Calculating IOPS for a single HDD - what am I doing wrong?
- by red888
So I know there is no standardized way of calculating IOPS for a HDD, but from everything I have read it appears one of the most accurate formulas is the following:
IOP/ms = + {rotational latency} + ({block size} / {data transfer rate})
Which is IOs per millisecond or what the book I've been reading calls "Disk Service Time". Also rotational latency is calculated as half of one rotation in milliseconds.
This was taken from the EMC book "Information Storage and Management" -arguably a pretty reliable source right\wrong?
Putting this formula into practice consider this Seagate data sheet.
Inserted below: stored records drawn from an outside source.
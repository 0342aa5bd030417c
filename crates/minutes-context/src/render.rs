//! Condensed context rendering.
//!
//! The condensed context is the only session text ever handed to a provider
//! for question answering. It reads nothing but the context itself, so two
//! renders of an unchanged context are byte-identical.

use std::fmt::Write;

use minutes_core::config::SessionConfig;
use minutes_core::constants::{CONDENSED_MICRO_SUMMARIES, CONDENSED_RECENT_CHUNKS};

use crate::context::MeetingContext;

/// How much of each level the condensed context includes.
#[derive(Debug, Clone, Copy, PartialEq, Eq)]
pub struct CondensedLimits {
    /// Trailing raw chunks.
    pub recent_chunks: usize,
    /// Trailing micro-summaries.
    pub micro_summaries: usize,
}

impl Default for CondensedLimits {
    fn default() -> Self {
        Self {
            recent_chunks: CONDENSED_RECENT_CHUNKS,
            micro_summaries: CONDENSED_MICRO_SUMMARIES,
        }
    }
}

impl From<&SessionConfig> for CondensedLimits {
    fn from(config: &SessionConfig) -> Self {
        Self {
            recent_chunks: config.condensed_recent_chunks,
            micro_summaries: config.condensed_micro_summaries,
        }
    }
}

/// Render `ctx` into the sectioned text used as question-answering context.
///
/// Order: header, the trailing raw chunks, the trailing micro-summaries,
/// every section summary, then all decisions and action items. Empty
/// sections are omitted.
pub fn condensed_context(ctx: &MeetingContext, limits: CondensedLimits) -> String {
    let mut out = String::new();

    let _ = writeln!(out, "Session with {}", ctx.subject_name);
    let _ = writeln!(out, "Duration: {} minutes", ctx.duration_minutes());
    if let Some(topic) = &ctx.current_topic {
        let _ = writeln!(out, "Current topic: {topic}");
    }

    let chunks = tail(&ctx.recent_chunks, limits.recent_chunks);
    if !chunks.is_empty() {
        out.push_str("\nRecent transcript:\n");
        for chunk in chunks {
            let _ = writeln!(out, "{}", chunk.prompt_line());
        }
    }

    let micros = tail(&ctx.micro_summaries, limits.micro_summaries);
    if !micros.is_empty() {
        out.push_str("\nRecent summaries:\n");
        for micro in micros {
            let _ = writeln!(out, "- {}", micro.summary);
        }
    }

    if !ctx.section_summaries.is_empty() {
        out.push_str("\nEarlier sections:\n");
        for (i, section) in ctx.section_summaries.iter().enumerate() {
            let _ = writeln!(out, "{}. {}", i + 1, section);
        }
    }

    if !ctx.decisions.is_empty() {
        out.push_str("\nDecisions:\n");
        for decision in &ctx.decisions {
            let _ = writeln!(out, "- {decision}");
        }
    }

    if !ctx.action_items.is_empty() {
        out.push_str("\nAction items:\n");
        for item in &ctx.action_items {
            let _ = writeln!(out, "- {item}");
        }
    }

    out
}

fn tail<T>(items: &[T], n: usize) -> &[T] {
    &items[items.len().saturating_sub(n)..]
}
I am going to calculate IOPS for the ST3000DM001 model for a block size of 4kb:
Seek Average (Write) = 9.5 -I'll measuring IOPS for writes
Spindle speed = 7200rpm
Average Data Rate = 156MB/s
So my variables are:
Seek Time = 9.5ms
Rotational latency = (.5 / (7200rpm / 60)) = 0.004s = 4ms
Data Rate = 156MB/s = (0.156MB/ms / 0.004MB) = 39
9.5ms + 4ms + 39 = IO/ms 52.5
1 / (52.5 * 0.001) = 19 IOPS
19 IOPS for this drive clearly is not right so what am I doing wrong?